== Given information
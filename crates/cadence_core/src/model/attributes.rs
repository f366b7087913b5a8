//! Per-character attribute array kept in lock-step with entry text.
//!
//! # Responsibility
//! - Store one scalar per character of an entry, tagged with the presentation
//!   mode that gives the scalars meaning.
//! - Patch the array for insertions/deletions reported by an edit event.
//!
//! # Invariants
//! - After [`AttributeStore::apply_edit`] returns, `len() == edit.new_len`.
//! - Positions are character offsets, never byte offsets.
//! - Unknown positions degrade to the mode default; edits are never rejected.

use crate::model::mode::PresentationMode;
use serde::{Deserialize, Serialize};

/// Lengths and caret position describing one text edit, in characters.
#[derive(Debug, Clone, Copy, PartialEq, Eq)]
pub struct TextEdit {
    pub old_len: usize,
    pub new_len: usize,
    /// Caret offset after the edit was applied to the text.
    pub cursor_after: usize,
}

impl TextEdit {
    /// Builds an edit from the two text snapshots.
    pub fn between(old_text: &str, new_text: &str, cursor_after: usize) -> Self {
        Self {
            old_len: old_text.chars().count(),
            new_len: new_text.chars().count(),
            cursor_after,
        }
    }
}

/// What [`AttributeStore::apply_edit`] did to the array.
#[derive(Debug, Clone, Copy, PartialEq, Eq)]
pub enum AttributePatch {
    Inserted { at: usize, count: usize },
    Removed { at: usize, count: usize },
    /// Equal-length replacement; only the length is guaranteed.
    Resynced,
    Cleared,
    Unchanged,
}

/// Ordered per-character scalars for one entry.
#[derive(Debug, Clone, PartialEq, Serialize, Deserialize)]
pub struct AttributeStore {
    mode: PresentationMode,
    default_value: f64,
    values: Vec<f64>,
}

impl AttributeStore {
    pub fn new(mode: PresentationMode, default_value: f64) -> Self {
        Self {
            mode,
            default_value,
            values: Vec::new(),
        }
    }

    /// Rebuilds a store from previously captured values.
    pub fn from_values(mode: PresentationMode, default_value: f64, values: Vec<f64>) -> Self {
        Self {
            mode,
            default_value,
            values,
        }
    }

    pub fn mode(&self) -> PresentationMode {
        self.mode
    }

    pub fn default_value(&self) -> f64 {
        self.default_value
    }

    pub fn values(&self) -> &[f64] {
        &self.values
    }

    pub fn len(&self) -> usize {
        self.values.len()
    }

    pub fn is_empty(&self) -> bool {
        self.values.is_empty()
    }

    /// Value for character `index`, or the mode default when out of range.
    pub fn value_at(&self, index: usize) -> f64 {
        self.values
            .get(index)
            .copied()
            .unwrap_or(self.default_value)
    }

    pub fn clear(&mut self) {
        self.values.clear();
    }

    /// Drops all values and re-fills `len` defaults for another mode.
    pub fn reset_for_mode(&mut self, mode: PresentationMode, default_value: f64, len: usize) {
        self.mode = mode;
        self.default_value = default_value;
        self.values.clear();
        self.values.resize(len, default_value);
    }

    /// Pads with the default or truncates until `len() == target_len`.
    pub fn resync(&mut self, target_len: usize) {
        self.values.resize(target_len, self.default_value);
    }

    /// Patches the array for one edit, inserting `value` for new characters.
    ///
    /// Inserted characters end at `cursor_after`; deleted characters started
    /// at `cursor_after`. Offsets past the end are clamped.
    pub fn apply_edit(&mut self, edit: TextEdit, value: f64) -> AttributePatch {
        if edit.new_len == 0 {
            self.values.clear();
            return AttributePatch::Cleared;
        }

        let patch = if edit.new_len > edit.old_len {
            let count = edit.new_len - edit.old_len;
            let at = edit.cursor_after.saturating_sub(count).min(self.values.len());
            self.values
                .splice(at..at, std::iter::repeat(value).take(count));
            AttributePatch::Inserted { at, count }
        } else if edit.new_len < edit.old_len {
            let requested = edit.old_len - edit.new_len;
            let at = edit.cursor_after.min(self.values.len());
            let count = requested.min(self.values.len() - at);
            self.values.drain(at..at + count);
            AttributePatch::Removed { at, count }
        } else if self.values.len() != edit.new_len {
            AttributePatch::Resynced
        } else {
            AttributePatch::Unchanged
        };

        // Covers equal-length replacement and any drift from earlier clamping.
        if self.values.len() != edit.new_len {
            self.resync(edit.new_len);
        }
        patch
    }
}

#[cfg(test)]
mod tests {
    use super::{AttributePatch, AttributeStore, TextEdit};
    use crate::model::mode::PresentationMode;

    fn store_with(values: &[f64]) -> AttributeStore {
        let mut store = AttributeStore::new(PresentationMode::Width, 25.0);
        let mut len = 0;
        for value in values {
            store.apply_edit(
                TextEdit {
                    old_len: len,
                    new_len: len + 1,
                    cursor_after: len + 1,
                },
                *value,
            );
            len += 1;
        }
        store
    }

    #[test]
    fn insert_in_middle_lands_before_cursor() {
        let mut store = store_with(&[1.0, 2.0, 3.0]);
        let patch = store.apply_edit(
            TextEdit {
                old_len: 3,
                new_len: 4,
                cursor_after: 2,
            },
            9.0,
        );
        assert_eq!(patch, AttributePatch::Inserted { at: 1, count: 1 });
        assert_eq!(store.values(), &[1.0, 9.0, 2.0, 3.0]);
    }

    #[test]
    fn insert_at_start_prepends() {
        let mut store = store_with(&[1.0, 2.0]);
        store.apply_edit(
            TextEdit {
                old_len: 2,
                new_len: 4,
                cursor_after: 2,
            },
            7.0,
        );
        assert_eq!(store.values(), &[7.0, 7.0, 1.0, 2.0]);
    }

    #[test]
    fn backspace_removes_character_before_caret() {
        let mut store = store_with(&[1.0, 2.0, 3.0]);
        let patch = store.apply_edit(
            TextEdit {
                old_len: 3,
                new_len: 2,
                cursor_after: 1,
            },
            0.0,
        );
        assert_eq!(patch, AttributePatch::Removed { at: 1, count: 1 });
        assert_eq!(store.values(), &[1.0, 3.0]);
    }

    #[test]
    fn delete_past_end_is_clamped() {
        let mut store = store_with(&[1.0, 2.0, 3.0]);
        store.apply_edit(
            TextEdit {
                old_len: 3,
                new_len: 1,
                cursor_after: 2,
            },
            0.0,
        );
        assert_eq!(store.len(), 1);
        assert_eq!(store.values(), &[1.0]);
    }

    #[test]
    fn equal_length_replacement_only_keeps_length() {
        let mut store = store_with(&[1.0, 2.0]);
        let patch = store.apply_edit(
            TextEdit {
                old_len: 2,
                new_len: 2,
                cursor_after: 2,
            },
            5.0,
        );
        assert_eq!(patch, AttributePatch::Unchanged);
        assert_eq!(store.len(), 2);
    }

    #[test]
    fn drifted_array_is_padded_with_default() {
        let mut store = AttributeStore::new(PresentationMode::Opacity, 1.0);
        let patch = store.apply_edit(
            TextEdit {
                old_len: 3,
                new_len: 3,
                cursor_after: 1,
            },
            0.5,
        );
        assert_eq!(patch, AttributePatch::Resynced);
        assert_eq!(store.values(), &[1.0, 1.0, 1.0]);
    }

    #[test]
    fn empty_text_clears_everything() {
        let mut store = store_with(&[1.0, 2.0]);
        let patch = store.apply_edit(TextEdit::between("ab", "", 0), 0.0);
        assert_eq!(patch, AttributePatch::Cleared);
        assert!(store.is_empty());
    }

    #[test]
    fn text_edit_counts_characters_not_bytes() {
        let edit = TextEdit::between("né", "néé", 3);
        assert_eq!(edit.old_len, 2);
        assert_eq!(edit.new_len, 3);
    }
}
====
→ **Exercise details**
Set every entry down verbatim.

→ **The answer**
filename crates/cadence_core/src/model/attributes.rs
repository f366b7087913b5a8
//! Per-character attribute array kept in lock-step with entry text.
//!
//! # Responsibility
//! - Store one scalar per character of an entry, tagged with the presentation
//!   mode that gives the scalars meaning.
//! - Patch the array for insertions/deletions reported by an edit event.
//!
//! # Invariants
//! - After [`AttributeStore::apply_edit`] returns, `len() == edit.new_len`.
//! - Positions are character offsets, never byte offsets.
//! - Unknown positions degrade to the mode default; edits are never rejected.

use crate::model::mode::PresentationMode;
use serde::{Deserialize, Serialize};

/// Lengths and caret position describing one text edit, in characters.
#[derive(Debug, Clone, Copy, PartialEq, Eq)]
pub struct TextEdit {
    pub old_len: usize,
    pub new_len: usize,
    /// Caret offset after the edit was applied to the text.
    pub cursor_after: usize,
}

impl TextEdit {
    /// Builds an edit from the two text snapshots.
    pub fn between(old_text: &str, new_text: &str, cursor_after: usize) -> Self {
        Self {
            old_len: old_text.chars().count(),
            new_len: new_text.chars().count(),
            cursor_after,
        }
    }
}

/// What [`AttributeStore::apply_edit`] did to the array.
#[derive(Debug, Clone, Copy, PartialEq, Eq)]
pub enum AttributePatch {
    Inserted { at: usize, count: usize },
    Removed { at: usize, count: usize },
    /// Equal-length replacement; only the length is guaranteed.
    Resynced,
    Cleared,
    Unchanged,
}

/// Ordered per-character scalars for one entry.
#[derive(Debug, Clone, PartialEq, Serialize, Deserialize)]
pub struct AttributeStore {
    mode: PresentationMode,
    default_value: f64,
    values: Vec<f64>,
}

impl AttributeStore {
    pub fn new(mode: PresentationMode, default_value: f64) -> Self {
        Self {
            mode,
            default_value,
            values: Vec::new(),
        }
    }

    /// Rebuilds a store from previously captured values.
    pub fn from_values(mode: PresentationMode, default_value: f64, values: Vec<f64>) -> Self {
        Self {
            mode,
            default_value,
            values,
        }
    }

    pub fn mode(&self) -> PresentationMode {
        self.mode
    }

    pub fn default_value(&self) -> f64 {
        self.default_value
    }

    pub fn values(&self) -> &[f64] {
        &self.values
    }

    pub fn len(&self) -> usize {
        self.values.len()
    }

    pub fn is_empty(&self) -> bool {
        self.values.is_empty()
    }

    /// Value for character `index`, or the mode default when out of range.
    pub fn value_at(&self, index: usize) -> f64 {
        self.values
            .get(index)
            .copied()
            .unwrap_or(self.default_value)
    }

    pub fn clear(&mut self) {
        self.values.clear();
    }

    /// Drops all values and re-fills `len` defaults for another mode.
    pub fn reset_for_mode(&mut self, mode: PresentationMode, default_value: f64, len: usize) {
        self.mode = mode;
        self.default_value = default_value;
        self.values.clear();
        self.values.resize(len, default_value);
    }

    /// Pads with the default or truncates until `len() == target_len`.
    pub fn resync(&mut self, target_len: usize) {
        self.values.resize(target_len, self.default_value);
    }

    /// Patches the array for one edit, inserting `value` for new characters.
    ///
    /// Inserted characters end at `cursor_after`; deleted characters started
    /// at `cursor_after`. Offsets past the end are clamped.
    pub fn apply_edit(&mut self, edit: TextEdit, value: f64) -> AttributePatch {
        if edit.new_len == 0 {
            self.values.clear();
            return AttributePatch::Cleared;
        }

        let patch = if edit.new_len > edit.old_len {
            let count = edit.new_len - edit.old_len;
            let at = edit.cursor_after.saturating_sub(count).min(self.values.len());
            self.values
                .splice(at..at, std::iter::repeat(value).take(count));
            AttributePatch::Inserted { at, count }
        } else if edit.new_len < edit.old_len {
            let requested = edit.old_len - edit.new_len;
            let at = edit.cursor_after.min(self.values.len());
            let count = requested.min(self.values.len() - at);
            self.values.drain(at..at + count);
            AttributePatch::Removed { at, count }
        } else if self.values.len() != edit.new_len {
            AttributePatch::Resynced
        } else {
            AttributePatch::Unchanged
        };

        // Covers equal-length replacement and any drift from earlier clamping.
        if self.values.len() != edit.new_len {
            self.resync(edit.new_len);
        }
        patch
    }
}

#[cfg(test)]
mod tests {
    use super::{AttributePatch, AttributeStore, TextEdit};
    use crate::model::mode::PresentationMode;

    fn store_with(values: &[f64]) -> AttributeStore {
        let mut store = AttributeStore::new(PresentationMode::Width, 25.0);
        let mut len = 0;
        for value in values {
            store.apply_edit(
                TextEdit {
                    old_len: len,
                    new_len: len + 1,
                    cursor_after: len + 1,
                },
                *value,
            );
            len += 1;
        }
        store
    }

    #[test]
    fn insert_in_middle_lands_before_cursor() {
        let mut store = store_with(&[1.0, 2.0, 3.0]);
        let patch = store.apply_edit(
            TextEdit {
                old_len: 3,
                new_len: 4,
                cursor_after: 2,
            },
            9.0,
        );
        assert_eq!(patch, AttributePatch::Inserted { at: 1, count: 1 });
        assert_eq!(store.values(), &[1.0, 9.0, 2.0, 3.0]);
    }

    #[test]
    fn insert_at_start_prepends() {
        let mut store = store_with(&[1.0, 2.0]);
        store.apply_edit(
            TextEdit {
                old_len: 2,
                new_len: 4,
                cursor_after: 2,
            },
            7.0,
        );
        assert_eq!(store.values(), &[7.0, 7.0, 1.0, 2.0]);
    }

    #[test]
    fn backspace_removes_character_before_caret() {
        let mut store = store_with(&[1.0, 2.0, 3.0]);
        let patch = store.apply_edit(
            TextEdit {
                old_len: 3,
                new_len: 2,
                cursor_after: 1,
            },
            0.0,
        );
        assert_eq!(patch, AttributePatch::Removed { at: 1, count: 1 });
        assert_eq!(store.values(), &[1.0, 3.0]);
    }

    #[test]
    fn delete_past_end_is_clamped() {
        let mut store = store_with(&[1.0, 2.0, 3.0]);
        store.apply_edit(
            TextEdit {
                old_len: 3,
                new_len: 1,
                cursor_after: 2,
            },
            0.0,
        );
        assert_eq!(store.len(), 1);
        assert_eq!(store.values(), &[1.0]);
    }

    #[test]
    fn equal_length_replacement_only_keeps_length() {
        let mut store = store_with(&[1.0, 2.0]);
        let patch = store.apply_edit(
            TextEdit {
                old_len: 2,
                new_len: 2,
                cursor_after: 2,
            },
            5.0,
        );
        assert_eq!(patch, AttributePatch::Unchanged);
        assert_eq!(store.len(), 2);
    }

    #[test]
    fn drifted_array_is_padded_with_default() {
        let mut store = AttributeStore::new(PresentationMode::Opacity, 1.0);
        let patch = store.apply_edit(
            TextEdit {
                old_len: 3,
                new_len: 3,
                cursor_after: 1,
            },
            0.5,
        );
        assert_eq!(patch, AttributePatch::Resynced);
        assert_eq!(store.values(), &[1.0, 1.0, 1.0]);
    }

    #[test]
    fn empty_text_clears_everything() {
        let mut store = store_with(&[1.0, 2.0]);
        let patch = store.apply_edit(TextEdit::between("ab", "", 0), 0.0);
        assert_eq!(patch, AttributePatch::Cleared);
        assert!(store.is_empty());
    }

    #[test]
    fn text_edit_counts_characters_not_bytes() {
        let edit = TextEdit::between("né", "néé", 3);
        assert_eq!(edit.old_len, 2);
        assert_eq!(edit.new_len, 3);
    }
}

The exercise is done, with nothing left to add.